We were discussing the growing acknowledgment in our society, on different levels, to the need, benefit and health of including people with disabilities into every aspect of our society. Although there are many different definitions of “inclusion” and what it means, the base principle applies to each: that each human being, regardless of their ability, potential or limitations, should be provided equal opportunity to be included in our society on every level. I am becoming more and more aware of how, as a society, and frankly even as the Church, we haven’t embraced this principle and in fact, by our words and actions, devalue people of different abilities – but that is a post for a different day.
The argument the speaker presented was kind of an aside in the presentation but struck home with me as an incongruent piece of a changing societal norm. In a culture that is, on the whole, positively progressing in how it treats people with disabilities and including them more and more areas of societal life, there is one aspect that seems strangely counter-progressive. In this increasingly inclusive world, we concomitantly see a health system and growing ethical system that has embraced the practice of encouraging and performing abortions for those families who, in their prenatal care, are discovered to be carrying a child with some diagnosed disability. The reason often presented is that having a child with a disability would be a to great a burden on the family, the person who has the disability and of course our economically struggling health system to carry the baby to term. However, if, as a culture, we are progressively embracing inclusion of people with disabilities in our schools, workplaces, community areas and churches, wouldn’t it seem like the place inclusion should begin is the equal right to be included in birth.

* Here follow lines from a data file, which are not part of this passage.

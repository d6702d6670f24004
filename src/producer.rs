use std::collections::HashMap;
use std::thread;
use std::time::Duration;

use anyhow::Context;
use log::{debug, error, info};
use rdkafka::ClientConfig;
use rdkafka::client::ClientContext;
use rdkafka::error::KafkaError;
use rdkafka::message::Message;
use rdkafka::producer::{BaseRecord, DeliveryResult, Producer, ProducerContext, ThreadedProducer};
use rdkafka::types::RDKafkaErrorCode;

use crate::codecs;
use crate::config::ProducerConfig;

/// Logs per-message delivery outcomes. Runs on the producer's poll thread,
/// interleaved arbitrarily with the send loop.
pub struct DeliveryLogger;

impl ClientContext for DeliveryLogger {}

impl ProducerContext for DeliveryLogger {
    type DeliveryOpaque = ();

    fn delivery(&self, delivery_result: &DeliveryResult<'_>, _: ()) {
        match delivery_result {
            Ok(message) => {
                let value = String::from_utf8_lossy(message.payload().unwrap_or_default());
                match message.key().and_then(codecs::deserialize_key) {
                    Some(key) => info!("Message {}, {}", key, value),
                    None => info!("Message <no key>, {}", value),
                }
            }
            Err((e, _)) => error!("delivery failed: {}", e),
        }
    }
}

/// Key sequence for one run: `count` values from `start`, stepping by
/// `increment`.
pub struct SequenceRange {
    next: i32,
    remaining: i32,
    increment: i32,
}

impl SequenceRange {
    pub fn new(start: i32, count: i32, increment: i32) -> Self {
        SequenceRange {
            next: start,
            remaining: count,
            increment,
        }
    }
}

impl Iterator for SequenceRange {
    type Item = i32;

    fn next(&mut self) -> Option<i32> {
        if self.remaining <= 0 {
            return None;
        }
        self.remaining -= 1;
        let current = self.next;
        self.next = self.next.wrapping_add(self.increment);
        Some(current)
    }
}

fn create_producer(
    properties: &HashMap<String, String>,
) -> anyhow::Result<ThreadedProducer<DeliveryLogger>> {
    let mut client_config = ClientConfig::new();
    for (k, v) in properties {
        client_config.set(k.clone(), v.clone());
    }
    client_config
        .create_with_context(DeliveryLogger)
        .context("failed to create kafka producer")
}

/// Sends the configured sequence of messages, pacing with a blocking sleep,
/// then flushes so pending deliveries complete before returning. Enqueue and
/// delivery failures are logged and never abort the loop.
pub fn run(config: &ProducerConfig) -> anyhow::Result<()> {
    let producer = create_producer(&config.properties)?;
    for seq in SequenceRange::new(config.start_seq, config.num_mesg, config.increment) {
        let key = codecs::serialize_key(seq);
        let value = format!("{} is {}", config.message, seq);
        let record: BaseRecord<'_, [u8], [u8]> = BaseRecord::to(&config.topic)
            .key(&key[..])
            .payload(codecs::serialize_value(&value));
        if let Err((e, _)) = producer.send(record) {
            if let KafkaError::MessageProduction(RDKafkaErrorCode::QueueFull) = e {
                error!("Kafka queue full");
            } else {
                error!("Kafka send error: {}", e);
            }
        }
        debug!("sleeping {}ms before next send", config.delay.as_millis());
        thread::sleep(config.delay);
    }
    producer
        .flush(Duration::from_secs(5))
        .context("failed to flush pending messages")?;
    Ok(())
}
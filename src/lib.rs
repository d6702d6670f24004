pub mod codecs;
pub mod config;
pub mod producer;
pub mod template;
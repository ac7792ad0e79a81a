// Copyright 2026 Phillip Cloud
// Licensed under the Apache License, Version 2.0

mod config;
mod runtime;
mod tabs;

use anyhow::{Context, Result};
use config::Config;
use rowdesk_db::Store;
use rowdesk_web::{AppState, SharedRuntime};
use runtime::DbRuntime;
use std::env;
use std::path::PathBuf;
use std::sync::{Arc, Mutex};
use tracing::info;
use tracing_subscriber::{layer::SubscriberExt, util::SubscriberInitExt};

fn main() {
    if let Err(error) = run() {
        eprintln!("{error:#}");
        std::process::exit(1);
    }
}

fn run() -> Result<()> {
    let options = parse_cli_args(env::args().skip(1), Config::default_path()?)?;
    if options.show_help {
        print_help();
        return Ok(());
    }

    if options.print_config_path {
        println!("{}", options.config_path.display());
        return Ok(());
    }

    if options.print_example {
        print!("{}", Config::example_config(&options.config_path));
        return Ok(());
    }

    init_tracing();

    let config = Config::load(&options.config_path).with_context(|| {
        format!(
            "load config {}; run `rowdesk --print-example-config` to generate a v1 template",
            options.config_path.display()
        )
    })?;

    let store = if options.demo {
        let store = Store::open_memory()?;
        store.seed_demo_data()?;
        store
    } else {
        let db_path = config.db_path()?;
        Store::open(&db_path).with_context(|| {
            format!(
                "open database {} -- if this path is wrong, set [storage].db_path or ROWDESK_DB_PATH",
                db_path.display()
            )
        })?
    };

    let mut runtime = DbRuntime::new(store);
    let (tabs, registry) = tabs::assemble_tabs(&mut runtime, &config)?;
    let bind = config.bind_addr()?;
    let runtime: SharedRuntime = Arc::new(Mutex::new(runtime));
    let (idle_timeout, max_sessions) = config.session_limits();
    let state = AppState::new(config.title(), runtime, tabs, registry)?
        .with_session_limits(idle_timeout, max_sessions)?;
    if options.check_only {
        info!(tabs = state.tabs().len(), "configuration ok");
        return Ok(());
    }

    let async_runtime = tokio::runtime::Builder::new_multi_thread()
        .enable_all()
        .build()
        .context("start async runtime")?;
    async_runtime.block_on(rowdesk_web::serve(state, bind))
}

fn init_tracing() {
    tracing_subscriber::registry()
        .with(tracing_subscriber::EnvFilter::new(
            env::var("RUST_LOG").unwrap_or_else(|_| "info".into()),
        ))
        .with(tracing_subscriber::fmt::layer())
        .init();
}

#[derive(Debug, Clone, PartialEq, Eq)]
struct CliOptions {
    config_path: PathBuf,
    print_config_path: bool,
    demo: bool,
    print_example: bool,
    check_only: bool,
    show_help: bool,
}

fn parse_cli_args<I, S>(args: I, default_config_path: PathBuf) -> Result<CliOptions>
where
    I: IntoIterator<Item = S>,
    S: AsRef<str>,
{
    let mut options = CliOptions {
        config_path: default_config_path,
        print_config_path: false,
        demo: false,
        print_example: false,
        check_only: false,
        show_help: false,
    };

    let mut iter = args.into_iter();
    while let Some(arg) = iter.next() {
        match arg.as_ref() {
            "--config" => {
                let value = iter
                    .next()
                    .ok_or_else(|| anyhow::anyhow!("--config requires a file path"))?;
                options.config_path = PathBuf::from(value.as_ref());
            }
            "--print-config-path" => {
                options.print_config_path = true;
            }
            "--print-example-config" => {
                options.print_example = true;
            }
            "--demo" => {
                options.demo = true;
            }
            "--check" => {
                options.check_only = true;
            }
            "--help" | "-h" => {
                options.show_help = true;
            }
            unknown => {
                return Err(anyhow::anyhow!(
                    "unknown argument {unknown:?}; run with --help to see supported options"
                ));
            }
        }
    }

    Ok(options)
}

fn print_help() {
    println!("rowdesk -- browser admin pages for SQLite tables");
    println!("  --config <path>          Use a specific config path");
    println!("  --print-config-path      Print resolved config path");
    println!("  --print-example-config   Print a v1 config template");
    println!("  --demo                   Serve seeded demo lab tables (in-memory)");
    println!("  --check                  Validate config, database and tabs, then exit");
    println!("  --help                   Show this help");
}

#[cfg(test)]
mod tests {
    use super::{CliOptions, parse_cli_args};
    use anyhow::Result;
    use std::path::PathBuf;

    fn default_options_path() -> PathBuf {
        PathBuf::from("/tmp/rowdesk-config.toml")
    }

    #[test]
    fn parse_cli_args_defaults_to_provided_config_path() -> Result<()> {
        let options = parse_cli_args(Vec::<String>::new(), default_options_path())?;
        assert_eq!(
            options,
            CliOptions {
                config_path: default_options_path(),
                print_config_path: false,
                demo: false,
                print_example: false,
                check_only: false,
                show_help: false,
            }
        );
        Ok(())
    }

    #[test]
    fn parse_cli_args_sets_config_path_override() -> Result<()> {
        let options = parse_cli_args(
            vec!["--config", "/custom/config.toml"],
            default_options_path(),
        )?;
        assert_eq!(options.config_path, PathBuf::from("/custom/config.toml"));
        Ok(())
    }

    #[test]
    fn parse_cli_args_errors_for_missing_config_value() {
        let error = parse_cli_args(vec!["--config"], default_options_path())
            .expect_err("missing config value should fail");
        assert!(error.to_string().contains("--config requires a file path"));
    }

    #[test]
    fn parse_cli_args_errors_for_unknown_argument() {
        let error = parse_cli_args(vec!["--port"], default_options_path())
            .expect_err("unknown arg should fail");
        let message = error.to_string();
        assert!(message.contains("unknown argument"));
        assert!(message.contains("--help"));
    }

    #[test]
    fn parse_cli_args_sets_demo_and_check_flags() -> Result<()> {
        let options = parse_cli_args(
            vec!["--demo", "--check", "--print-example-config"],
            default_options_path(),
        )?;
        assert!(options.demo);
        assert!(options.check_only);
        assert!(options.print_example);
        assert!(!options.print_config_path);
        assert!(!options.show_help);
        Ok(())
    }

    #[test]
    fn parse_cli_args_sets_help_flag_for_long_and_short_variants() -> Result<()> {
        assert!(parse_cli_args(vec!["--help"], default_options_path())?.show_help);
        assert!(parse_cli_args(vec!["-h"], default_options_path())?.show_help);
        Ok(())
    }
}
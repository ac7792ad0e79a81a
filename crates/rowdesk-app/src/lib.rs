// Copyright 2026 Phillip Cloud
// Licensed under the Apache License, Version 2.0

pub mod column;
pub mod forms;
pub mod model;
pub mod schema;
pub mod state;
pub mod validation;

pub use column::*;
pub use forms::*;
pub use model::*;
pub use schema::*;
pub use state::*;
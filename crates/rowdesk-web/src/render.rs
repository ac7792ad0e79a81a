// Copyright 2026 Phillip Cloud
// Licensed under the Apache License, Version 2.0

use anyhow::{Context, Result};
use minijinja::{Environment, context};
use serde::Serialize;

use crate::tab::TabLayout;

const PAGE_TEMPLATE: &str = "page.html";

#[derive(Debug, Clone, PartialEq, Eq, Serialize)]
pub struct TabLink {
    pub table: String,
    pub href: String,
    pub active: bool,
}

/// HTML renderer over a MiniJinja environment. Templates ending in `.html`
/// are auto-escaped.
pub struct Renderer {
    env: Environment<'static>,
}

impl Renderer {
    pub fn new() -> Result<Self> {
        let mut env = Environment::new();
        env.add_template(PAGE_TEMPLATE, include_str!("templates/page.html"))
            .context("load page template")?;
        Ok(Self { env })
    }

    pub fn render_page(&self, title: &str, tabs: &[TabLink], active: &TabLayout) -> Result<String> {
        let template = self
            .env
            .get_template(PAGE_TEMPLATE)
            .context("look up page template")?;
        template
            .render(context! {
                title => title,
                tabs => tabs,
                tab => active,
            })
            .with_context(|| format!("render tab {}", active.table))
    }
}
// Copyright 2026 Phillip Cloud
// Licensed under the Apache License, Version 2.0

use anyhow::Result;
use rowdesk_app::{ColumnName, Descriptor, Record, TableName, Value};

/// Database collaborator used by the wiring layer. Every call is
/// synchronous; the server serializes access behind a mutex.
pub trait TableRuntime {
    fn reflect(&mut self, table: &TableName) -> Result<Descriptor>;
    fn fetch_all(&mut self, table: &TableName) -> Result<Vec<Record>>;
    fn fetch_matching(&mut self, table: &TableName, key: &Record) -> Result<Vec<Record>>;
    fn exists(&mut self, table: &TableName, key: &Record) -> Result<bool>;
    fn insert(&mut self, table: &TableName, record: &Record) -> Result<()>;
    /// Returns the number of rows changed.
    fn update_field(
        &mut self,
        table: &TableName,
        key: &Record,
        column: &ColumnName,
        value: &Value,
    ) -> Result<usize>;
    /// Returns the number of rows removed.
    fn delete(&mut self, table: &TableName, key: &Record) -> Result<usize>;
    fn distinct_values(&mut self, table: &TableName, column: &ColumnName) -> Result<Vec<Value>>;
}
// Copyright 2026 Phillip Cloud
// Licensed under the Apache License, Version 2.0

use serde::{Deserialize, Serialize};
use std::collections::BTreeMap;
use std::fmt;

use crate::column::ColumnName;

#[derive(Debug, Clone, PartialEq)]
pub enum Value {
    Null,
    Integer(i64),
    Real(f64),
    Text(String),
}

impl Value {
    pub const fn is_null(&self) -> bool {
        matches!(self, Self::Null)
    }

    /// Text shown in grid cells and form inputs; NULL renders empty.
    pub fn display_text(&self) -> String {
        match self {
            Self::Null => String::new(),
            Self::Integer(value) => value.to_string(),
            Self::Real(value) => format_real(*value),
            Self::Text(value) => value.clone(),
        }
    }

    /// Literal form used in user-facing messages, e.g. `'S1'` or `42`.
    pub fn literal(&self) -> String {
        match self {
            Self::Null => "None".to_owned(),
            Self::Integer(value) => value.to_string(),
            Self::Real(value) => format_real(*value),
            Self::Text(value) => {
                let escaped = value.replace('\\', "\\\\").replace('\'', "\\'");
                format!("'{escaped}'")
            }
        }
    }
}

fn format_real(value: f64) -> String {
    if value.is_finite() && value.fract() == 0.0 {
        format!("{value:.1}")
    } else {
        value.to_string()
    }
}

/// One row keyed by column, in the order the columns were inserted.
#[derive(Debug, Clone, PartialEq, Default)]
pub struct Record {
    fields: Vec<(ColumnName, Value)>,
}

impl Record {
    pub fn new() -> Self {
        Self::default()
    }

    pub fn insert(&mut self, column: ColumnName, value: Value) {
        match self.fields.iter_mut().find(|(name, _)| *name == column) {
            Some((_, slot)) => *slot = value,
            None => self.fields.push((column, value)),
        }
    }

    pub fn get(&self, column: &ColumnName) -> Option<&Value> {
        self.get_by_name(column.as_str())
    }

    pub fn get_by_name(&self, column: &str) -> Option<&Value> {
        self.fields
            .iter()
            .find(|(name, _)| name.as_str() == column)
            .map(|(_, value)| value)
    }

    pub fn contains(&self, column: &ColumnName) -> bool {
        self.get(column).is_some()
    }

    pub fn iter(&self) -> impl Iterator<Item = (&ColumnName, &Value)> {
        self.fields.iter().map(|(name, value)| (name, value))
    }

    pub fn columns(&self) -> impl Iterator<Item = &ColumnName> {
        self.fields.iter().map(|(name, _)| name)
    }

    pub fn len(&self) -> usize {
        self.fields.len()
    }

    pub fn is_empty(&self) -> bool {
        self.fields.is_empty()
    }

    /// Subset of this record in the order of `columns`; absent columns are skipped.
    pub fn project<'a>(&self, columns: impl IntoIterator<Item = &'a ColumnName>) -> Self {
        let mut out = Self::new();
        for column in columns {
            if let Some(value) = self.get(column) {
                out.insert(column.clone(), value.clone());
            }
        }
        out
    }

    pub fn merge(&mut self, other: &Self) {
        for (column, value) in other.iter() {
            self.insert(column.clone(), value.clone());
        }
    }
}

impl FromIterator<(ColumnName, Value)> for Record {
    fn from_iter<I: IntoIterator<Item = (ColumnName, Value)>>(iter: I) -> Self {
        let mut record = Self::new();
        for (column, value) in iter {
            record.insert(column, value);
        }
        record
    }
}

/// Dict-literal rendering: `{'subject_id': 'S1'}`.
impl fmt::Display for Record {
    fn fmt(&self, f: &mut fmt::Formatter<'_>) -> fmt::Result {
        f.write_str("{")?;
        for (index, (column, value)) in self.fields.iter().enumerate() {
            if index > 0 {
                f.write_str(", ")?;
            }
            write!(f, "'{column}': {}", value.literal())?;
        }
        f.write_str("}")
    }
}

/// Form input exactly as posted by the browser, before validation.
#[derive(Debug, Clone, PartialEq, Eq, Default, Serialize, Deserialize)]
pub struct RawRecord(BTreeMap<String, String>);

impl RawRecord {
    pub fn new() -> Self {
        Self::default()
    }

    pub fn set(&mut self, column: impl Into<String>, value: impl Into<String>) {
        self.0.insert(column.into(), value.into());
    }

    pub fn get(&self, column: &str) -> &str {
        self.0.get(column).map(String::as_str).unwrap_or("")
    }

    pub fn contains(&self, column: &str) -> bool {
        self.0.contains_key(column)
    }

    pub fn iter(&self) -> impl Iterator<Item = (&str, &str)> {
        self.0
            .iter()
            .map(|(column, value)| (column.as_str(), value.as_str()))
    }

    pub fn is_blank(&self) -> bool {
        self.0.values().all(|value| value.trim().is_empty())
    }

    pub fn from_record(record: &Record) -> Self {
        let mut raw = Self::new();
        for (column, value) in record.iter() {
            raw.set(column.as_str(), value.display_text());
        }
        raw
    }
}

#[derive(Debug, Clone, Copy, PartialEq, Eq, Serialize, Deserialize)]
pub enum SortDirection {
    Asc,
    Desc,
}

impl SortDirection {
    pub const fn as_str(self) -> &'static str {
        match self {
            Self::Asc => "asc",
            Self::Desc => "desc",
        }
    }

    pub fn parse(value: &str) -> Option<Self> {
        match value {
            "asc" => Some(Self::Asc),
            "desc" => Some(Self::Desc),
            _ => None,
        }
    }

    pub const fn toggled(self) -> Self {
        match self {
            Self::Asc => Self::Desc,
            Self::Desc => Self::Asc,
        }
    }
}

#[cfg(test)]
mod tests {
    use super::{RawRecord, Record, Value};
    use crate::ColumnName;

    fn column(name: &str) -> ColumnName {
        ColumnName::parse(name).expect("valid column")
    }

    #[test]
    fn record_display_uses_dict_literal() {
        let record: Record = [
            (column("subject_id"), Value::Text("S1".to_owned())),
            (column("session"), Value::Integer(3)),
        ]
        .into_iter()
        .collect();
        assert_eq!(record.to_string(), "{'subject_id': 'S1', 'session': 3}");
        assert_eq!(Record::new().to_string(), "{}");
    }

    #[test]
    fn literal_escapes_quotes() {
        assert_eq!(Value::Text("O'Neil".to_owned()).literal(), "'O\\'Neil'");
        assert_eq!(Value::Real(2.0).literal(), "2.0");
        assert_eq!(Value::Null.literal(), "None");
    }

    #[test]
    fn insert_replaces_existing_column_in_place() {
        let mut record = Record::new();
        record.insert(column("a"), Value::Integer(1));
        record.insert(column("b"), Value::Integer(2));
        record.insert(column("a"), Value::Integer(9));
        assert_eq!(record.len(), 2);
        assert_eq!(record.to_string(), "{'a': 9, 'b': 2}");
    }

    #[test]
    fn project_follows_requested_order_and_skips_missing() {
        let record: Record = [
            (column("a"), Value::Integer(1)),
            (column("b"), Value::Integer(2)),
        ]
        .into_iter()
        .collect();
        let keys = [column("b"), column("missing"), column("a")];
        assert_eq!(record.project(keys.iter()).to_string(), "{'b': 2, 'a': 1}");
    }

    #[test]
    fn raw_record_blank_detection() {
        let mut raw = RawRecord::new();
        assert!(raw.is_blank());
        raw.set("sex", "  ");
        assert!(raw.is_blank());
        raw.set("subject_id", "S1");
        assert!(!raw.is_blank());
        assert_eq!(raw.get("unknown"), "");
    }
}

It is an unjust paradox that a culture would positively shift to the see people with disabilities through their potential, and concurrently not see their right to live or even suggest/lobby for/argue for their prenatal death.
As a parent of a child with a disability who is actively trying to change culture so that it sees our son for his potential rather than his limitations (as we would all like to see seen), the infuriating irony is that individuals, like our son, are increasingly welcomed in schools, community events but sadly and despairingly, not into life outside the womb as doctors and health care professionals encourage parents to abort their children because of their potential and perceived overwhelming burden.
This can’t be right and I, for one, am committed to changing our society.